Task description: The answer should be each line from the entries below that has the word "crate" in it.

Start of Supplied records

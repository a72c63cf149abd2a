//! Configuration Layer Management
//!
//! Defaults, then the configuration file, then command-line flags. The merged
//! result is validated once before the engine sees it.

use std::path::Path;

use crate::cli::args::AnalyzeArgs;
use suitecheck_rs::EngineConfig;

/// Convert CLI arguments into configuration overrides
pub trait ApplyCliArgs {
    /// Apply every flag that was given; flags left unset keep the file value
    fn apply_cli_args(&mut self, args: &AnalyzeArgs);
}

impl ApplyCliArgs for EngineConfig {
    fn apply_cli_args(&mut self, args: &AnalyzeArgs) {
        if let Some(threshold) = args.threshold {
            self.similarity_threshold = threshold;
        }
        if args.no_embeddings {
            self.use_embeddings = false;
        }
        if args.no_ai_suggestions {
            self.enable_ai_suggestions = false;
        }
        if args.no_redundancy {
            self.check_redundant_tests = false;
        }
        if args.no_outdated_imports {
            self.check_outdated_imports = false;
        }
        if args.no_gaps {
            self.include_gaps = false;
        }
        if let Some(top) = args.top_gaps {
            self.top_gap_count = top;
        }
        if args.isolated {
            self.isolated_coverage_runs = true;
        }
    }
}

/// Load the file layer, or defaults when no file is given.
pub fn load_configuration(path: Option<&Path>) -> anyhow::Result<EngineConfig> {
    match path {
        Some(path) => Ok(EngineConfig::from_yaml_file(path)?),
        None => Ok(EngineConfig::default()),
    }
}

/// Merge all layers and validate the result.
pub fn build_layered_config(args: &AnalyzeArgs) -> anyhow::Result<EngineConfig> {
    let mut config = load_configuration(args.config.as_deref())?;
    config.apply_cli_args(args);
    config.validate()?;
    Ok(config)
}
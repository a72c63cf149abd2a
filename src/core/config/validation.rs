//! Validation helper functions for configuration types.

use crate::core::errors::{Result, SuiteError};

/// Validate that a usize value is greater than zero.
pub fn validate_positive_usize(value: usize, field: &str) -> Result<()> {
    if value == 0 {
        return Err(SuiteError::validation_field(
            format!("{field} must be greater than 0"),
            field,
        ));
    }
    Ok(())
}

/// Validate that a u64 value is greater than zero.
pub fn validate_positive_u64(value: u64, field: &str) -> Result<()> {
    if value == 0 {
        return Err(SuiteError::validation_field(
            format!("{field} must be greater than 0"),
            field,
        ));
    }
    Ok(())
}

/// Validate that a u32 value is greater than zero.
pub fn validate_positive_u32(value: u32, field: &str) -> Result<()> {
    if value == 0 {
        return Err(SuiteError::validation_field(
            format!("{field} must be greater than 0"),
            field,
        ));
    }
    Ok(())
}

/// Validate that an f32 value is non-negative.
pub fn validate_non_negative_f32(value: f32, field: &str) -> Result<()> {
    if value.is_nan() || value < 0.0 {
        return Err(SuiteError::validation_field(
            format!("{field} must be non-negative"),
            field,
        ));
    }
    Ok(())
}

/// Validate that an f64 value is in the unit range [0.0, 1.0].
pub fn validate_unit_range(value: f64, field: &str) -> Result<()> {
    if !(0.0..=1.0).contains(&value) {
        return Err(SuiteError::validation_field(
            format!("{field} must be between 0.0 and 1.0"),
            field,
        ));
    }
    Ok(())
}

/// Validate that a usize value is within a bounded range (inclusive).
pub fn validate_bounded_usize(value: usize, min: usize, max: usize, field: &str) -> Result<()> {
    if value < min || value > max {
        return Err(SuiteError::validation_field(
            format!("{field} must be between {min} and {max}"),
            field,
        ));
    }
    Ok(())
}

End of Supplied records

Output of the exercise:
use crate::cli::args::AnalyzeArgs;
use crate::core::errors::{Result, SuiteError};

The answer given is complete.